What is needed here is an exact repetition of the records below, beginning at the line that has "pub fn with_strategy(mut" and stopping after the line that has "pub fn to_json_pretty(&self)".

▬▬▬▬▬▬▬▬▬▬

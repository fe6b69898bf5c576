use std::collections::HashSet;

use plate_dom::DomTree;
use serde::{Deserialize, Serialize};

use crate::error::CommandResult;

const DEFAULT_BLOCKQUOTE_TAG: &str = "blockquote";

const DEFAULT_BLOCK_ELEMENTS: &[&str] = &[
    "address",
    "article",
    "aside",
    "audio",
    "blockquote",
    "canvas",
    "dd",
    "div",
    "dl",
    "fieldset",
    "figcaption",
    "figure",
    "footer",
    "form",
    "h1",
    "h2",
    "h3",
    "h4",
    "h5",
    "h6",
    "header",
    "hgroup",
    "hr",
    "li",
    "main",
    "nav",
    "noscript",
    "ol",
    "output",
    "p",
    "pre",
    "section",
    "table",
    "tfoot",
    "ul",
    "video",
];

fn default_block_elements() -> Vec<String> {
    DEFAULT_BLOCK_ELEMENTS.iter().map(|s| s.to_string()).collect()
}

fn default_blockquote_tag() -> String {
    DEFAULT_BLOCKQUOTE_TAG.to_string()
}

#[derive(Debug, Clone, Copy, Default, PartialEq, Eq, Serialize, Deserialize)]
#[serde(rename_all = "snake_case")]
pub enum OutdentStrategy {
    #[default]
    PromoteBlocks,
    PromoteEdgeBlocks,
    UnwrapBlockquote,
}

#[derive(Debug, Clone, PartialEq, Eq, Serialize, Deserialize)]
pub struct OutdentConfig {
    #[serde(default)]
    pub strategy: OutdentStrategy,
    #[serde(default = "default_block_elements")]
    pub block_elements: Vec<String>,
    #[serde(default = "default_blockquote_tag")]
    pub blockquote_tag: String,
}

impl Default for OutdentConfig {
    fn default() -> Self {
        Self {
            strategy: OutdentStrategy::default(),
            block_elements: default_block_elements(),
            blockquote_tag: default_blockquote_tag(),
        }
    }
}

impl OutdentConfig {
    pub fn with_strategy(mut self, strategy: OutdentStrategy) -> Self {
        self.strategy = strategy;
        self
    }

    pub fn from_json_str(s: &str) -> CommandResult<Self> {
        Ok(serde_json::from_str(s)?)
    }

    pub fn to_json_pretty(&self) -> CommandResult<String> {
        Ok(serde_json::to_string_pretty(self)?)
    }

    pub fn block_set(&self) -> BlockSet {
        BlockSet::new(&self.block_elements, &self.blockquote_tag)
    }
}

#[derive(Debug, Clone)]
pub struct BlockSet {
    blocks: HashSet<String>,
    blockquote: String,
}

impl BlockSet {
    pub fn new<S: AsRef<str>>(block_elements: &[S], blockquote_tag: &str) -> Self {
        Self {
            blocks: block_elements
                .iter()
                .map(|tag| tag.as_ref().to_ascii_lowercase())
                .collect(),
            blockquote: blockquote_tag.to_ascii_lowercase(),
        }
    }

    pub fn is_block<T: DomTree + ?Sized>(&self, tree: &T, node: T::Node) -> bool {
        tree.tag_name(node)
            .is_some_and(|tag| self.blocks.contains(&tag.to_ascii_lowercase()))
    }

    pub fn is_blockquote<T: DomTree + ?Sized>(&self, tree: &T, node: T::Node) -> bool {
        tree.has_tag(node, &self.blockquote)
    }

    pub fn blockquote_tag(&self) -> &str {
        &self.blockquote
    }
}

impl Default for BlockSet {
    fn default() -> Self {
        OutdentConfig::default().block_set()
    }
}
mod common;

use common::{fixture, node_at, select};
use plate_dom::{BoundaryPoint, SelectionHost, SelectionRange};
use plate_outdent::{Command, CommandError, OutdentCommand};

#[test]
fn state_is_true_for_caret_inside_blockquote() {
    let (mut doc, div) = fixture("<blockquote><p>hello</p></blockquote><p>world!</p>");
    let hello = node_at(&doc, div, &[0, 0, 0]);
    select(&mut doc, (hello, 1), (hello, 1));

    let outdent = OutdentCommand::new(&mut doc);
    assert!(outdent.query_state(None).unwrap());
}

#[test]
fn state_is_false_outside_blockquote() {
    let (mut doc, div) = fixture("<blockquote><p>hello</p></blockquote><p>world!</p>");
    let world = node_at(&doc, div, &[1, 0]);
    select(&mut doc, (world, 0), (world, 3));

    let outdent = OutdentCommand::new(&mut doc);
    assert!(!outdent.query_state(None).unwrap());
}

#[test]
fn state_requires_every_leaf_to_be_quoted() {
    let (mut doc, div) = fixture("<blockquote><p>a</p></blockquote><p>b</p>");
    let a = node_at(&doc, div, &[0, 0, 0]);
    let b = node_at(&doc, div, &[1, 0]);
    select(&mut doc, (a, 0), (b, 1));

    let outdent = OutdentCommand::new(&mut doc);
    assert!(!outdent.query_state(None).unwrap());
}

#[test]
fn state_accepts_leaves_from_different_blockquotes() {
    let (mut doc, div) =
        fixture("<blockquote><p>a</p></blockquote><blockquote><p>b</p></blockquote>");
    let a = node_at(&doc, div, &[0, 0, 0]);
    let b = node_at(&doc, div, &[1, 0, 0]);
    select(&mut doc, (a, 0), (b, 1));

    let outdent = OutdentCommand::new(&mut doc);
    assert!(outdent.query_state(None).unwrap());
}

#[test]
fn state_of_range_without_leaves_uses_start_container() {
    let (mut doc, div) = fixture("<blockquote><p>a</p><p>b</p></blockquote><p>c</p><p>d</p>");
    let quoted_a = node_at(&doc, div, &[0, 0]);
    let quoted_b = node_at(&doc, div, &[0, 1]);
    let plain_c = node_at(&doc, div, &[1]);
    let plain_d = node_at(&doc, div, &[2]);

    let inside = SelectionRange::new(
        &doc,
        BoundaryPoint::new(quoted_a, 1),
        BoundaryPoint::new(quoted_b, 0),
    )
    .unwrap();
    let outside = SelectionRange::new(
        &doc,
        BoundaryPoint::new(plain_c, 1),
        BoundaryPoint::new(plain_d, 0),
    )
    .unwrap();

    let outdent = OutdentCommand::new(&mut doc);
    assert!(outdent.query_state(Some(&inside)).unwrap());
    assert!(!outdent.query_state(Some(&outside)).unwrap());
}

#[test]
fn state_without_selection_is_an_error() {
    let (mut doc, _div) = fixture("<blockquote><p>a</p></blockquote>");

    let outdent = OutdentCommand::new(&mut doc);
    assert!(matches!(
        outdent.query_state(None),
        Err(CommandError::NoSelection)
    ));
}

#[test]
fn enabled_follows_range_availability() {
    let (mut doc, div) = fixture("<p>plain</p>");
    let plain = node_at(&doc, div, &[0, 0]);
    let explicit = SelectionRange::collapsed(plain, 2);

    {
        let outdent = OutdentCommand::new(&mut doc);
        assert!(!outdent.query_enabled(None));
        assert!(outdent.query_enabled(Some(&explicit)));
    }

    select(&mut doc, (plain, 0), (plain, 0));
    let outdent = OutdentCommand::new(&mut doc);
    assert!(outdent.query_enabled(None));
}

#[test]
fn execute_outside_blockquote_changes_nothing() {
    let html = "<p>hello</p><p>world!</p>";
    let (mut doc, div) = fixture(html);
    let hello = node_at(&doc, div, &[0, 0]);
    select(&mut doc, (hello, 1), (hello, 3));
    let before = doc.selection();

    let mut outdent = OutdentCommand::new(&mut doc);
    assert!(!outdent.query_state(None).unwrap());
    outdent.execute(None, None).unwrap();

    assert_eq!(doc.inner_html(div), html);
    assert_eq!(doc.selection(), before);
}

#[test]
fn state_clears_once_outermost_level_is_removed() {
    let (mut doc, div) = fixture("<blockquote><blockquote><p>deep</p></blockquote></blockquote>");
    let deep = node_at(&doc, div, &[0, 0, 0, 0]);
    select(&mut doc, (deep, 2), (deep, 2));

    let mut outdent = OutdentCommand::new(&mut doc);
    outdent.execute(None, None).unwrap();
    assert!(outdent.query_state(None).unwrap());
    outdent.execute(None, None).unwrap();
    assert!(!outdent.query_state(None).unwrap());

    assert_eq!(doc.inner_html(div), "<p>deep</p>");
    assert_eq!(
        doc.selection().unwrap().start(),
        BoundaryPoint::new(deep, 2)
    );
}

#[test]
fn partly_quoted_selection_is_not_outdented() {
    let html = "<p>x</p><blockquote><p>y</p></blockquote>";
    let (mut doc, div) = fixture(html);
    let x = node_at(&doc, div, &[0, 0]);
    let y = node_at(&doc, div, &[1, 0, 0]);
    select(&mut doc, (x, 0), (y, 1));
    let before = doc.selection();

    let mut outdent = OutdentCommand::new(&mut doc);
    assert!(!outdent.query_state(None).unwrap());
    outdent.execute(None, None).unwrap();

    assert_eq!(doc.inner_html(div), html);
    assert_eq!(doc.selection(), before);
}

▬▬▬▬▬▬▬▬▬▬

— TASK ANSWER —
    pub fn with_strategy(mut self, strategy: OutdentStrategy) -> Self {
        self.strategy = strategy;
        self
    }

    pub fn from_json_str(s: &str) -> CommandResult<Self> {
        Ok(serde_json::from_str(s)?)
    }

    pub fn to_json_pretty(&self) -> CommandResult<String> {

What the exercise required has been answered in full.